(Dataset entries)
※ ※ ※

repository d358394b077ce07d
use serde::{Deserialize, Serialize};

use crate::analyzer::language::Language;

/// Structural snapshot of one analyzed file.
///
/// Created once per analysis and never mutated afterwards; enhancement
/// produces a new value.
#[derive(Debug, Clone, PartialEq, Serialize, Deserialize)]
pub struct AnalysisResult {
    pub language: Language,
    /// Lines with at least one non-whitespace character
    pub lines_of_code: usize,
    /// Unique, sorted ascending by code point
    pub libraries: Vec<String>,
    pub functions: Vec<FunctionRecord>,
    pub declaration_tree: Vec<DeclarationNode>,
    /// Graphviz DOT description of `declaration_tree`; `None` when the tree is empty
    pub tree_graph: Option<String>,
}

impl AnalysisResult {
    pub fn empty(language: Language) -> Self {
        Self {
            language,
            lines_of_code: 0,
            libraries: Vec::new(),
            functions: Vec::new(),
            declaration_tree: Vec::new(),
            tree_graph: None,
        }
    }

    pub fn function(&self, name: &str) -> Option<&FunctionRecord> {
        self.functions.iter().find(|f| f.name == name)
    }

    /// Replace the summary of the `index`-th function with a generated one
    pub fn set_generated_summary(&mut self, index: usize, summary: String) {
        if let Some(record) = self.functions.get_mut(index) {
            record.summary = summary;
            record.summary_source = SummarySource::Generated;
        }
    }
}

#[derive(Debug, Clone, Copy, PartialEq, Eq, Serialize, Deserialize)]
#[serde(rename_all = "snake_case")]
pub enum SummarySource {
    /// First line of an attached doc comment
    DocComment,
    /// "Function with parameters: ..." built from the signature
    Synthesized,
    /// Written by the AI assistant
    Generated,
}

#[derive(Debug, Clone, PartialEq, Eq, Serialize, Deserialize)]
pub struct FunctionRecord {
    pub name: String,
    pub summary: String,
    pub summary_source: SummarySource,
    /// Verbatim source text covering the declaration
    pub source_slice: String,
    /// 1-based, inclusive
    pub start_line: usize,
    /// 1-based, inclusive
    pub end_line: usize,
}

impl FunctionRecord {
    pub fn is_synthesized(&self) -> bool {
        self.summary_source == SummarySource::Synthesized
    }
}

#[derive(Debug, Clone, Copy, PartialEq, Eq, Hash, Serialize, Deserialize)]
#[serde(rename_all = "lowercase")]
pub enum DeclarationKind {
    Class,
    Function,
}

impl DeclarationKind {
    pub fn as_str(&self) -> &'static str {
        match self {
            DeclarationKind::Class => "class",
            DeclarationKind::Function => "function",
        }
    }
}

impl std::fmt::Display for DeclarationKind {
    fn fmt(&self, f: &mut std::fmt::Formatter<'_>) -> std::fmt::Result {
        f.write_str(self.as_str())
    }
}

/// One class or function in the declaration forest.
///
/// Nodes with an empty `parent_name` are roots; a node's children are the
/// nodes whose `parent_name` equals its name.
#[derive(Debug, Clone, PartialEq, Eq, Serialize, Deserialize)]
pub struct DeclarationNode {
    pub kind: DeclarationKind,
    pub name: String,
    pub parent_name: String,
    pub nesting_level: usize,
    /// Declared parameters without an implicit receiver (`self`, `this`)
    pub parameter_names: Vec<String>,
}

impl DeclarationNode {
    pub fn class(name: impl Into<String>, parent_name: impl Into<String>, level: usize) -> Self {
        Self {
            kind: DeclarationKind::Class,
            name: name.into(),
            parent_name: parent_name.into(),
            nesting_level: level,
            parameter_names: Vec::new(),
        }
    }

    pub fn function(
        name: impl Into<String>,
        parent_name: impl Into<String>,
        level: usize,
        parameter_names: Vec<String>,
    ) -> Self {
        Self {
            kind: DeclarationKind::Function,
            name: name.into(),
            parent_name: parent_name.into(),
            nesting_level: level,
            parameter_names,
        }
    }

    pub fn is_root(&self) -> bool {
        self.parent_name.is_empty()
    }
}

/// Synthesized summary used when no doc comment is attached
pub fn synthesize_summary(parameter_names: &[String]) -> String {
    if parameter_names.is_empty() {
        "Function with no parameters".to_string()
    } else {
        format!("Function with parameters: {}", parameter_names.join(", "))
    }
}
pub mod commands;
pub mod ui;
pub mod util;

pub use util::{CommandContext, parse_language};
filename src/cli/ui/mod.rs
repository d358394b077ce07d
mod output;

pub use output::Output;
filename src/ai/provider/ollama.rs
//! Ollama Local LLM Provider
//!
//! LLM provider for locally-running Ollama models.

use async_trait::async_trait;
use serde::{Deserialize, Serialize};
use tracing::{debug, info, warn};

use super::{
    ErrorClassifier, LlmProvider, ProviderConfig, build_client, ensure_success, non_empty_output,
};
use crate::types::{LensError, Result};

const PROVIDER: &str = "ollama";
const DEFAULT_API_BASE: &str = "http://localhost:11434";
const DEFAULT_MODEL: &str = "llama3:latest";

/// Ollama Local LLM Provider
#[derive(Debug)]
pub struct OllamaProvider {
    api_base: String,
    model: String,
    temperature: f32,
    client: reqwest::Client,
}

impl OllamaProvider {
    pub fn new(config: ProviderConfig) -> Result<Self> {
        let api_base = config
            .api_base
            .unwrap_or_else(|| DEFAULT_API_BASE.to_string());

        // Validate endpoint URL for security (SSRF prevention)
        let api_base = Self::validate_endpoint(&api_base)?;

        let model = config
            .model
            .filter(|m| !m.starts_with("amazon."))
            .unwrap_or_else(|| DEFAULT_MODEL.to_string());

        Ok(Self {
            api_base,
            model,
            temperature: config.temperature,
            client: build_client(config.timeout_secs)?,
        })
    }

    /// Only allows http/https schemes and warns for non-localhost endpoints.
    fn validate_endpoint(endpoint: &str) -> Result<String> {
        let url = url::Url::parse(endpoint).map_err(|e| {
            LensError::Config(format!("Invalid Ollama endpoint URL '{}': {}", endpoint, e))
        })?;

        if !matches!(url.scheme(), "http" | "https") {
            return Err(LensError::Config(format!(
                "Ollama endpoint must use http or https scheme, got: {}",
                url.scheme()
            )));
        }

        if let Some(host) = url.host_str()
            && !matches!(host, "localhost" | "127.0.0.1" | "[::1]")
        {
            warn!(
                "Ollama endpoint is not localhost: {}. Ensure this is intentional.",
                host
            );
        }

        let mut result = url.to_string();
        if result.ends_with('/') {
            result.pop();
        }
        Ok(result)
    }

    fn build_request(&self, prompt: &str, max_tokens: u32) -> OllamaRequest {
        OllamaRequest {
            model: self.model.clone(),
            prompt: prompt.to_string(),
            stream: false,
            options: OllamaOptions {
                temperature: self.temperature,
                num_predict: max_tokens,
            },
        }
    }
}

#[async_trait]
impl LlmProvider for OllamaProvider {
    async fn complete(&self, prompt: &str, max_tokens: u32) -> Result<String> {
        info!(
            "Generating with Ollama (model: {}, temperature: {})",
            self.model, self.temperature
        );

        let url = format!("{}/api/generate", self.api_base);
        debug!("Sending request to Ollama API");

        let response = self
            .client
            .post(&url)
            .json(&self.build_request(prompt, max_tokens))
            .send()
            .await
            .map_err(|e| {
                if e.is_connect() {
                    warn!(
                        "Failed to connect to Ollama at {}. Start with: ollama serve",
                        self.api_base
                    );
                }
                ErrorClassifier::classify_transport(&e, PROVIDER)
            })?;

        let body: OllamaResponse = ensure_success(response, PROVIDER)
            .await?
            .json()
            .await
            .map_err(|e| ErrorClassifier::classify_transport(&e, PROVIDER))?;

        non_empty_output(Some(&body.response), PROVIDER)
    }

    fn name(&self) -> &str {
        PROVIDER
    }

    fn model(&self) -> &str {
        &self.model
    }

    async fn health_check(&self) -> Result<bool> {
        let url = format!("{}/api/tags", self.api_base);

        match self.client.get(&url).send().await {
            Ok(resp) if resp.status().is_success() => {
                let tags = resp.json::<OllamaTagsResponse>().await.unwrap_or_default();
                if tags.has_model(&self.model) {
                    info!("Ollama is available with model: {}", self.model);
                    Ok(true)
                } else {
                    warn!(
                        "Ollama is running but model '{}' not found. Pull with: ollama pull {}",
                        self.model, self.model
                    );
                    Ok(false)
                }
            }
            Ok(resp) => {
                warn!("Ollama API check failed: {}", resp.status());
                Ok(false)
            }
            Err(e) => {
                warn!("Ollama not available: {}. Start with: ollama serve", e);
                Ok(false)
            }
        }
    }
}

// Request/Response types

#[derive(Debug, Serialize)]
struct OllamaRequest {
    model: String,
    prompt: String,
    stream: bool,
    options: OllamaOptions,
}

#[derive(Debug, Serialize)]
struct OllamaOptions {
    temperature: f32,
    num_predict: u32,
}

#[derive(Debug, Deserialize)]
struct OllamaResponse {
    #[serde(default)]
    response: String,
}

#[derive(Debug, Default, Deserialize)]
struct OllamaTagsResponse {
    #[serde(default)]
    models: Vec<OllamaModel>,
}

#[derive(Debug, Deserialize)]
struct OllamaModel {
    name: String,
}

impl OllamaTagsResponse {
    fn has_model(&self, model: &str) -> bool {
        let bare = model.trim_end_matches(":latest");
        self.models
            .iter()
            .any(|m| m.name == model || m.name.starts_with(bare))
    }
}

※ ※ ※

Quote only the stretch of lines that starts the data above and ends with the line containing "tree is empty", both included.

repository d358394b077ce07d
use serde::{Deserialize, Serialize};

use crate::analyzer::language::Language;

/// Structural snapshot of one analyzed file.
///
/// Created once per analysis and never mutated afterwards; enhancement
/// produces a new value.
#[derive(Debug, Clone, PartialEq, Serialize, Deserialize)]
pub struct AnalysisResult {
    pub language: Language,
    /// Lines with at least one non-whitespace character
    pub lines_of_code: usize,
    /// Unique, sorted ascending by code point
    pub libraries: Vec<String>,
    pub functions: Vec<FunctionRecord>,
    pub declaration_tree: Vec<DeclarationNode>,
    /// Graphviz DOT description of `declaration_tree`; `None` when the tree is empty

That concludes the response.